→ ASSIGNMENT
Could you report every line from the entries that includes the word "cdot"?

→ Collected data entries
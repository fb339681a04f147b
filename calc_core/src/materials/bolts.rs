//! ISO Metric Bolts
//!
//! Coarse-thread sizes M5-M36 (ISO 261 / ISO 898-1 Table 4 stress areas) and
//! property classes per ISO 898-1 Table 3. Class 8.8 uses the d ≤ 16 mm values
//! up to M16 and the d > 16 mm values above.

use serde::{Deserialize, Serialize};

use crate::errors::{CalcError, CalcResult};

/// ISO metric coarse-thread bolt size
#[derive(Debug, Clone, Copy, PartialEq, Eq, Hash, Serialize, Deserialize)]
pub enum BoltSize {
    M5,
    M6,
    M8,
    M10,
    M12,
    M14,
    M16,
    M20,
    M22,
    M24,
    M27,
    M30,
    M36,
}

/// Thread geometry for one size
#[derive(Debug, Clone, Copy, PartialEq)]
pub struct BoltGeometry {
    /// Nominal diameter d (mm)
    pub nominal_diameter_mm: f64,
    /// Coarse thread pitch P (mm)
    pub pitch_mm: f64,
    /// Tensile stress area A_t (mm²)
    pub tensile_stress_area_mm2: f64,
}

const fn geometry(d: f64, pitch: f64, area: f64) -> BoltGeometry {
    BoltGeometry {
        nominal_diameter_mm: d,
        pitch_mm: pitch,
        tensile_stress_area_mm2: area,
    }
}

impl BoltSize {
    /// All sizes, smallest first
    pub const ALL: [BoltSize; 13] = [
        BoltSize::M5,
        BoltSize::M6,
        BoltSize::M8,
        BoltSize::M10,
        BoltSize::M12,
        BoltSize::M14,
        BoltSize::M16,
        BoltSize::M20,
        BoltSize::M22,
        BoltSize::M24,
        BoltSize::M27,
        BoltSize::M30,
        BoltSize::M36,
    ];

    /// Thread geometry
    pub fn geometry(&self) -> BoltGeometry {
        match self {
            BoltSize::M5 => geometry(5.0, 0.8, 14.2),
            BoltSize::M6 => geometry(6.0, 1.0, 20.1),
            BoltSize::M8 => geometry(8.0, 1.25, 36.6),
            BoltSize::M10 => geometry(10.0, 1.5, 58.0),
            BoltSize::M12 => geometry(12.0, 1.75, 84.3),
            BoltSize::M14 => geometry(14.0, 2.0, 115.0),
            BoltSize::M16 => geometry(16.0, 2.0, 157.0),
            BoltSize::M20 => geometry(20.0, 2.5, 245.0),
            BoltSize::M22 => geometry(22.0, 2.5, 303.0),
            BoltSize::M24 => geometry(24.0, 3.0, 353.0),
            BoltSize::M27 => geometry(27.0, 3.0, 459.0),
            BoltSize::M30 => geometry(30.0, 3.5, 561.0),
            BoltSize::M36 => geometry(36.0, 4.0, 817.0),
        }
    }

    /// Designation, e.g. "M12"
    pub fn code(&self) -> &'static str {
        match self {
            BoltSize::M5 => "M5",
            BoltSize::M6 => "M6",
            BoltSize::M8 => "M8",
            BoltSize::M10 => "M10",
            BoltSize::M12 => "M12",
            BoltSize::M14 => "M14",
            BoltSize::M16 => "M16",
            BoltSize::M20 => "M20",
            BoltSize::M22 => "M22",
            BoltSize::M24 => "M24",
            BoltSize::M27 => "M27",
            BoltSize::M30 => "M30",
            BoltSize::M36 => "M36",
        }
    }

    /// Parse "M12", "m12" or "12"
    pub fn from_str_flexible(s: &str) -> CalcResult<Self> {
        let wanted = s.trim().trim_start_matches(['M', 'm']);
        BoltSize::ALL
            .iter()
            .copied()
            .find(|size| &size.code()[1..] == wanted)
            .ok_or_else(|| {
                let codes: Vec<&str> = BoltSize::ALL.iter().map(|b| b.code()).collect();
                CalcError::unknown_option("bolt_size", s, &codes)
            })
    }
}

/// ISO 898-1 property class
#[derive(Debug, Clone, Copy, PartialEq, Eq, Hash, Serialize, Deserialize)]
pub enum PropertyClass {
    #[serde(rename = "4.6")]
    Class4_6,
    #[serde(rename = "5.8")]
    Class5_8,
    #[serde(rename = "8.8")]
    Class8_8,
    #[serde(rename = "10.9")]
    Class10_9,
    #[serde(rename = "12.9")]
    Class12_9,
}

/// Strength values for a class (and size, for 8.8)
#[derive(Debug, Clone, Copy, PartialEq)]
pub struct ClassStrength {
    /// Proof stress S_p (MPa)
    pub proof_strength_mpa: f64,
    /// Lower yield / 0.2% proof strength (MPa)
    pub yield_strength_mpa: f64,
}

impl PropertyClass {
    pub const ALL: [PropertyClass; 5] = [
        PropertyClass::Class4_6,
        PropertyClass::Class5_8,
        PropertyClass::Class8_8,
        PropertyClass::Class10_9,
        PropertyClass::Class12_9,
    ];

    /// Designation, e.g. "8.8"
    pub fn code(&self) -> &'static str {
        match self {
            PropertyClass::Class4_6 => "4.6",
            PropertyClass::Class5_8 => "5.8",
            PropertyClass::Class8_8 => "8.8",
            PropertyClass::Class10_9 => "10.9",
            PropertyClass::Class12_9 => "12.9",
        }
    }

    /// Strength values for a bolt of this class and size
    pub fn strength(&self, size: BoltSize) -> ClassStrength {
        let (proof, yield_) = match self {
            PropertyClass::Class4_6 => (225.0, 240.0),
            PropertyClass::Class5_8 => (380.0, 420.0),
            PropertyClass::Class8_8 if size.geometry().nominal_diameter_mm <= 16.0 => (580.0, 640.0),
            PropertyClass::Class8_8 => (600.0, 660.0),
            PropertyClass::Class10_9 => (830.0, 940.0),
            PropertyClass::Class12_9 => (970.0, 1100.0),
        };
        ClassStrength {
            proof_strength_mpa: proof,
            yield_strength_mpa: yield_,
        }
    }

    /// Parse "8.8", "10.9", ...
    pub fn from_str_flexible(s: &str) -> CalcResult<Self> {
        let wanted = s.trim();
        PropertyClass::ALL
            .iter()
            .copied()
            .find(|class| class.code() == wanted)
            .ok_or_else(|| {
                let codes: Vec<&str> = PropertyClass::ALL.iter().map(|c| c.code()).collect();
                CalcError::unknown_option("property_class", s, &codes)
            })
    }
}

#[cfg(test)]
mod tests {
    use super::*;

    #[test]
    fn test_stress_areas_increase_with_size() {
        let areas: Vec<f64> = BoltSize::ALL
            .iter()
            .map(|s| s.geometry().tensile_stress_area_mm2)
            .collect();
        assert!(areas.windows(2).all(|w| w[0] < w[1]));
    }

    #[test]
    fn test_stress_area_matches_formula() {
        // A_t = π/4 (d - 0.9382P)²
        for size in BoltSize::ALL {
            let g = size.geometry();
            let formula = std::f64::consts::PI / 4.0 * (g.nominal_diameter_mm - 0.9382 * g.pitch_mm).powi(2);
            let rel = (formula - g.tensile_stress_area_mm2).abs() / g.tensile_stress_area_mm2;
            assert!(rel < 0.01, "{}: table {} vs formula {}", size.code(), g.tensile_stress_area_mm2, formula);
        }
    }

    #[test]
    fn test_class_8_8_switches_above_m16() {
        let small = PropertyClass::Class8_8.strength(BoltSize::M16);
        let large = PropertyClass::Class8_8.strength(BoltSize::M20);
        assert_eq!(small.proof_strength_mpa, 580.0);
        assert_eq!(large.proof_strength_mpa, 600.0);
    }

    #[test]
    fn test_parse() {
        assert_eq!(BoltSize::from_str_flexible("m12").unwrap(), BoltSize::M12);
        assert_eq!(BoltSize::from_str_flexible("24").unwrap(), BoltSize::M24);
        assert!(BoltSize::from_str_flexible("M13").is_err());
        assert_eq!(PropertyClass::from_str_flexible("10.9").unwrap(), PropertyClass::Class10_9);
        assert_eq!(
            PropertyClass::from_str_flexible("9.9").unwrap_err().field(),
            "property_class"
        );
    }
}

...

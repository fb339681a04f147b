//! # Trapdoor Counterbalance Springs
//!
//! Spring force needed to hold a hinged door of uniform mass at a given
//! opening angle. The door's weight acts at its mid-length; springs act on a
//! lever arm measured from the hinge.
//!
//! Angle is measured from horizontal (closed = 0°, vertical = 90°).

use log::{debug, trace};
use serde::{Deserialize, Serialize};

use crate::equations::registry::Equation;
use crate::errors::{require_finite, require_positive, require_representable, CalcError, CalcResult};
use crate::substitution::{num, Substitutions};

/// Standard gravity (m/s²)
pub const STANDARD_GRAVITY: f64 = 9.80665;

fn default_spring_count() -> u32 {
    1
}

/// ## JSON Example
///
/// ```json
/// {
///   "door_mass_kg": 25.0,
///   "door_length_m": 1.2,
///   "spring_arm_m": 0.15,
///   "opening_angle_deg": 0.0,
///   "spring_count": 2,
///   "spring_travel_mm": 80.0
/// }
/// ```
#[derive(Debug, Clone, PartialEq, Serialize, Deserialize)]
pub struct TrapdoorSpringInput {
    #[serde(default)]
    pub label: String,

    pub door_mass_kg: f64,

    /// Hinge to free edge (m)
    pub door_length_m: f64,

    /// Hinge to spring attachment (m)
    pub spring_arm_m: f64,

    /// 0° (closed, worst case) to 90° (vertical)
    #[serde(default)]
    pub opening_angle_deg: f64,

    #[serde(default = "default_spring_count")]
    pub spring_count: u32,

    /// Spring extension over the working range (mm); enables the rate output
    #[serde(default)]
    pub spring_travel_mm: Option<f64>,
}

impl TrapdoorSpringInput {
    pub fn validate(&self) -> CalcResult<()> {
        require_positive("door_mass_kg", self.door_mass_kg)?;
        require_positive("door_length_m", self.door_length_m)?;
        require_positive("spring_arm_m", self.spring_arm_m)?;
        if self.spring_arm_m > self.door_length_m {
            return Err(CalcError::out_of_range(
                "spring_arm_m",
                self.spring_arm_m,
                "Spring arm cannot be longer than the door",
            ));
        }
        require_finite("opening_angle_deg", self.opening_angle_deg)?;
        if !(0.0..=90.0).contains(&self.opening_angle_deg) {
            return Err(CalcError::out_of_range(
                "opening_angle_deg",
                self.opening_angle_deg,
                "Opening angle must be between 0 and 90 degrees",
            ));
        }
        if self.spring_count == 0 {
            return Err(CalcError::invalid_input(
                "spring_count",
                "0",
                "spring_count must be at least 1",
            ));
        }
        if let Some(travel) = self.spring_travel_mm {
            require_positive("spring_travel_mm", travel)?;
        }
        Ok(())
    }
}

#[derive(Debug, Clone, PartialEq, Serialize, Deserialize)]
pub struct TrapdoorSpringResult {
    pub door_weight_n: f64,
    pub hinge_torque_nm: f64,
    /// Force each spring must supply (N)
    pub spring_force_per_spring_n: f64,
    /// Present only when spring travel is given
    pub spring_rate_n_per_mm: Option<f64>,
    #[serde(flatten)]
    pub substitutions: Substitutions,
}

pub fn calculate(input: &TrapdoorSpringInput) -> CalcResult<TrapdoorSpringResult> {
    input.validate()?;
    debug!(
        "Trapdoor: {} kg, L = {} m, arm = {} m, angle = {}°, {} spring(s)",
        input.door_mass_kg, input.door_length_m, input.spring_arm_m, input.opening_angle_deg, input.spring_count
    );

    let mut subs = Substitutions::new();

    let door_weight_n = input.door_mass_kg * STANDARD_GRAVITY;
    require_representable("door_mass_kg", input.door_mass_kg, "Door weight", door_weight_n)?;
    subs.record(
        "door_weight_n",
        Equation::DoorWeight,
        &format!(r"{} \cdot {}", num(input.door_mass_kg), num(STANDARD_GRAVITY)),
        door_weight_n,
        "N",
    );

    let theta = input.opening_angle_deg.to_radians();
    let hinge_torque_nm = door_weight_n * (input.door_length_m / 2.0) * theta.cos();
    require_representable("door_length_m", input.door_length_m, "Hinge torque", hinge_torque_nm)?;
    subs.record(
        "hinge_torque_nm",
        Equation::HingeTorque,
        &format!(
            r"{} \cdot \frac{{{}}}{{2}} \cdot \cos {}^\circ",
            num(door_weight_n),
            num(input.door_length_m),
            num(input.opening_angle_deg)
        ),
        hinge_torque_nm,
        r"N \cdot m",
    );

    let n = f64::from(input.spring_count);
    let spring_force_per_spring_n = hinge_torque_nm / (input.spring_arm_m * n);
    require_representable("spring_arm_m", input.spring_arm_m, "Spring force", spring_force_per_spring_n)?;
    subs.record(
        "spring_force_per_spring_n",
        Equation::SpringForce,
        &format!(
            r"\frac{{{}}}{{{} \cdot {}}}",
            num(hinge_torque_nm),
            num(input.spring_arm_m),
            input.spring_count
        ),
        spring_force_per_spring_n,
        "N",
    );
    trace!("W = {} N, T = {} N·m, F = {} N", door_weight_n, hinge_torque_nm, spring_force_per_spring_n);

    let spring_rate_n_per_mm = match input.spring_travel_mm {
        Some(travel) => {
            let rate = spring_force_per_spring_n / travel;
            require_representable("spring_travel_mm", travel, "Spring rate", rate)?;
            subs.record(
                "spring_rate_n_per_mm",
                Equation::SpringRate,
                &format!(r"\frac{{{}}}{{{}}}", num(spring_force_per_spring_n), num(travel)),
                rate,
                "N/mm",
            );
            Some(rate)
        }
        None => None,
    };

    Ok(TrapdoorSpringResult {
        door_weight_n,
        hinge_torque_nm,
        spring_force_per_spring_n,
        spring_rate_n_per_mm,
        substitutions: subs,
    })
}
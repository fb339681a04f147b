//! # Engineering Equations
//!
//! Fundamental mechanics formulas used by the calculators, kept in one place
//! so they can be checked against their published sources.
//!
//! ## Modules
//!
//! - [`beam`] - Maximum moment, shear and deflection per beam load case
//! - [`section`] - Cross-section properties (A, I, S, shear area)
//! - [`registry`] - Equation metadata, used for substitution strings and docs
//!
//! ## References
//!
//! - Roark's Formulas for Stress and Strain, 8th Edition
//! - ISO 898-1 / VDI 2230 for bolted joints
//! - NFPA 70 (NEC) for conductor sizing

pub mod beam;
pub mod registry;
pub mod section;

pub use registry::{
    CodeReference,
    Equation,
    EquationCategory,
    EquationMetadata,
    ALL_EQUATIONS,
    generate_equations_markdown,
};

==

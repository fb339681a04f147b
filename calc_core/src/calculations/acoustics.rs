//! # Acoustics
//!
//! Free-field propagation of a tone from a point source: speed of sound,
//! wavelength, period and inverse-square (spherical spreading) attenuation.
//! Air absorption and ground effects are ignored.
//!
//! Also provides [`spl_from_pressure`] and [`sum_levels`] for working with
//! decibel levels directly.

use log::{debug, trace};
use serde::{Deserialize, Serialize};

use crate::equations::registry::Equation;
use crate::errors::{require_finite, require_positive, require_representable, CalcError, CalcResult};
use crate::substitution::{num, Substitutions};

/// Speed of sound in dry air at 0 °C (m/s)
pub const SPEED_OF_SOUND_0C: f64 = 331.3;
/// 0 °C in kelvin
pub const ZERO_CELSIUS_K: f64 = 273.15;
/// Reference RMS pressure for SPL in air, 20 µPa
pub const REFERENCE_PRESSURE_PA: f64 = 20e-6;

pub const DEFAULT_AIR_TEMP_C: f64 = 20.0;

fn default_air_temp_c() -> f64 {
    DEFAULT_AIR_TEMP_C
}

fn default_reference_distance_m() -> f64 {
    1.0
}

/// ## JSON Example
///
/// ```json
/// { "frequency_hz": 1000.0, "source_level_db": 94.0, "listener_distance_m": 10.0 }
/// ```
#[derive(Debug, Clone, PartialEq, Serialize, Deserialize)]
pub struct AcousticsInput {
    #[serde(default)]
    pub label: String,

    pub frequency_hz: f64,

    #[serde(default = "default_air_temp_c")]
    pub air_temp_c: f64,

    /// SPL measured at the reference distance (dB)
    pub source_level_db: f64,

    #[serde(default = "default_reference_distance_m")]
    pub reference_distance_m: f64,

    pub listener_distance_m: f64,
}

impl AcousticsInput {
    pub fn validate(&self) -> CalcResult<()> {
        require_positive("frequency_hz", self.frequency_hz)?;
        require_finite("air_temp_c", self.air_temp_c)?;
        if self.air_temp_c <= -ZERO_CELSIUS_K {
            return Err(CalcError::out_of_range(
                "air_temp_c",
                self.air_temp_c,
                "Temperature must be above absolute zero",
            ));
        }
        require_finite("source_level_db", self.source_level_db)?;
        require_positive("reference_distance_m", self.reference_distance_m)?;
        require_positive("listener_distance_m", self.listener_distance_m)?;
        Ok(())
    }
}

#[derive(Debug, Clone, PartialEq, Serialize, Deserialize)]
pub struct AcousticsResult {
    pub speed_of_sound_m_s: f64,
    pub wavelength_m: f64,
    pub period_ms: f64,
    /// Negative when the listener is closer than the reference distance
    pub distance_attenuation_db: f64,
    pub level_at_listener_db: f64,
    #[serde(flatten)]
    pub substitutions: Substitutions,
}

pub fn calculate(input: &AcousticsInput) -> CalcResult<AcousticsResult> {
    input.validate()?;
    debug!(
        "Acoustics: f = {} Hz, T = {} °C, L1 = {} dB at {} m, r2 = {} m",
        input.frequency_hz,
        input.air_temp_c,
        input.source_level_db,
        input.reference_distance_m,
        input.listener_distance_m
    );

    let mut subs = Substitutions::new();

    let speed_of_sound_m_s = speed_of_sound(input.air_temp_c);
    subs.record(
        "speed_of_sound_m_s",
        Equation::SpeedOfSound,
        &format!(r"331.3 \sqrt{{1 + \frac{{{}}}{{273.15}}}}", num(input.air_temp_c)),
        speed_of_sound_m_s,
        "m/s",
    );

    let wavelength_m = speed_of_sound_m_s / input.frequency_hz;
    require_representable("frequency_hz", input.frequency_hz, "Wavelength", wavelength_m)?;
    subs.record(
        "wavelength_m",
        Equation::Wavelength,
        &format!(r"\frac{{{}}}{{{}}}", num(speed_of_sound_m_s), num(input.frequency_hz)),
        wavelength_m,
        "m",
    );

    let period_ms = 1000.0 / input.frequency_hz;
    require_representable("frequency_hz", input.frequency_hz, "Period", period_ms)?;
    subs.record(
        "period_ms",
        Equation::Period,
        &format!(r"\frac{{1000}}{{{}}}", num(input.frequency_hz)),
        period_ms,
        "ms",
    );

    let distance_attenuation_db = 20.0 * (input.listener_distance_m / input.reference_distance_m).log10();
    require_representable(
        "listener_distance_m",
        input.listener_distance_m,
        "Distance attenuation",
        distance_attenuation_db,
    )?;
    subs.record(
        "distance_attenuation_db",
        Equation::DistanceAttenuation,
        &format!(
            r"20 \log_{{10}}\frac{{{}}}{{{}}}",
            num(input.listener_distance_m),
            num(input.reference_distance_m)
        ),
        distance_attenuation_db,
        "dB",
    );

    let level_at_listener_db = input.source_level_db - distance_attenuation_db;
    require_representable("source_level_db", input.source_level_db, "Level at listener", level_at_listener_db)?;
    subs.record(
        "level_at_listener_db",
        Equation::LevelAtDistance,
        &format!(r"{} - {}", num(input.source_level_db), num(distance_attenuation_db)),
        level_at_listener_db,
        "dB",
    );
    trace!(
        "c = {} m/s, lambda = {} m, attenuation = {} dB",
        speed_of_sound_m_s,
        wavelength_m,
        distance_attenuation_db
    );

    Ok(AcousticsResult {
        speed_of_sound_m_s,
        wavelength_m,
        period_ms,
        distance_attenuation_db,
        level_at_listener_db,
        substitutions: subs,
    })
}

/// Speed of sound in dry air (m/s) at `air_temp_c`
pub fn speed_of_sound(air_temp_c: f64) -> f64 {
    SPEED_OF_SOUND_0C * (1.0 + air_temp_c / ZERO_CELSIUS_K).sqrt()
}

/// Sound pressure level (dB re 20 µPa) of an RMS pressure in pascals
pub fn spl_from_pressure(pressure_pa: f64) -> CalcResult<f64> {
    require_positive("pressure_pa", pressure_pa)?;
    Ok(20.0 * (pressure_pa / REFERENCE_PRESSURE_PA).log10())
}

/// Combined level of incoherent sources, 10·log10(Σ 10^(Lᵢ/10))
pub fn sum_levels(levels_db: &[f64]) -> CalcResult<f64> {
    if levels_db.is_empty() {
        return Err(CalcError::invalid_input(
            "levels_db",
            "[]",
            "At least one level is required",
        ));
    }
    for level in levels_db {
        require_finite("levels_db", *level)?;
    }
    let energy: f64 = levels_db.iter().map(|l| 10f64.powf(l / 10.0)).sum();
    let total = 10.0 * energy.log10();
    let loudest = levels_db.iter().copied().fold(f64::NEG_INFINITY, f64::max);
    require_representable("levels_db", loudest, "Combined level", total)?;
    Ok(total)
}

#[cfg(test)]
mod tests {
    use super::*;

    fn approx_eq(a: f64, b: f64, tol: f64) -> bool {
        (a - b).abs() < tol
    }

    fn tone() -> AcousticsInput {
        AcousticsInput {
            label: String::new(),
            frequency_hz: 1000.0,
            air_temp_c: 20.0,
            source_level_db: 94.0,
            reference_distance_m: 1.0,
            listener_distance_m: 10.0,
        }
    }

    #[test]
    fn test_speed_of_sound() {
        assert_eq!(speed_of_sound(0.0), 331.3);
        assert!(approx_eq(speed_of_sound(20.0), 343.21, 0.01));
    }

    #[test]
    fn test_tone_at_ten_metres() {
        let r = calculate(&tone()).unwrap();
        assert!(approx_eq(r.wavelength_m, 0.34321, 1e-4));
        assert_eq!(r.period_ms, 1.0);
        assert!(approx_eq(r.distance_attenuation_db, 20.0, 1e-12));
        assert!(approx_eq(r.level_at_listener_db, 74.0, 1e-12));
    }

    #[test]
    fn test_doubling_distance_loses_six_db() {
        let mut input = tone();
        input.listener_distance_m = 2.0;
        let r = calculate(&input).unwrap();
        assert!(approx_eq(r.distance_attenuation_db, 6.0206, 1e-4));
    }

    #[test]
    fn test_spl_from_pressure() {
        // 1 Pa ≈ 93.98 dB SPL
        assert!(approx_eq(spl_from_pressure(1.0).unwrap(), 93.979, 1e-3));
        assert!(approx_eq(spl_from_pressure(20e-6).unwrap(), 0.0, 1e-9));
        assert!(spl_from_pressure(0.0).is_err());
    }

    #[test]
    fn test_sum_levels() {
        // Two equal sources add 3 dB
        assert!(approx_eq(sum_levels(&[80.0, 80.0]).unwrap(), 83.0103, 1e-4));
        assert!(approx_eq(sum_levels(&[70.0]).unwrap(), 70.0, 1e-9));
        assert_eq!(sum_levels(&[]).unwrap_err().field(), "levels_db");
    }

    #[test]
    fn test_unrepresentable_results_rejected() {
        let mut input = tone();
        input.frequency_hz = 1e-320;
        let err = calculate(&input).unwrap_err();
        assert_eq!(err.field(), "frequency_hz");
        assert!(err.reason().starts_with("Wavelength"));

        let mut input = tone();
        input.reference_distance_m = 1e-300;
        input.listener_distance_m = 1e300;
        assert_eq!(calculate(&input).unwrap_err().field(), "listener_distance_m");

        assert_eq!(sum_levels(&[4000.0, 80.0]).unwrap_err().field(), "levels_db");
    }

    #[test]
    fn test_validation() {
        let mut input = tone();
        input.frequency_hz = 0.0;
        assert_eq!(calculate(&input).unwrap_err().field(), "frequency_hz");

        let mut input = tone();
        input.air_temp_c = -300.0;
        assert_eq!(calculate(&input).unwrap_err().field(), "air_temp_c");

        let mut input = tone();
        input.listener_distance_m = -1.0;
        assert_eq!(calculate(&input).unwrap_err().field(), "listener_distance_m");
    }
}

→ SOLVED PROBLEM
        &format!(r"{} \cdot {}", num(input.door_mass_kg), num(STANDARD_GRAVITY)),
            r"{} \cdot \frac{{{}}}{{2}} \cdot \cos {}^\circ",
        r"N \cdot m",
            r"\frac{{{}}}{{{} \cdot {}}}",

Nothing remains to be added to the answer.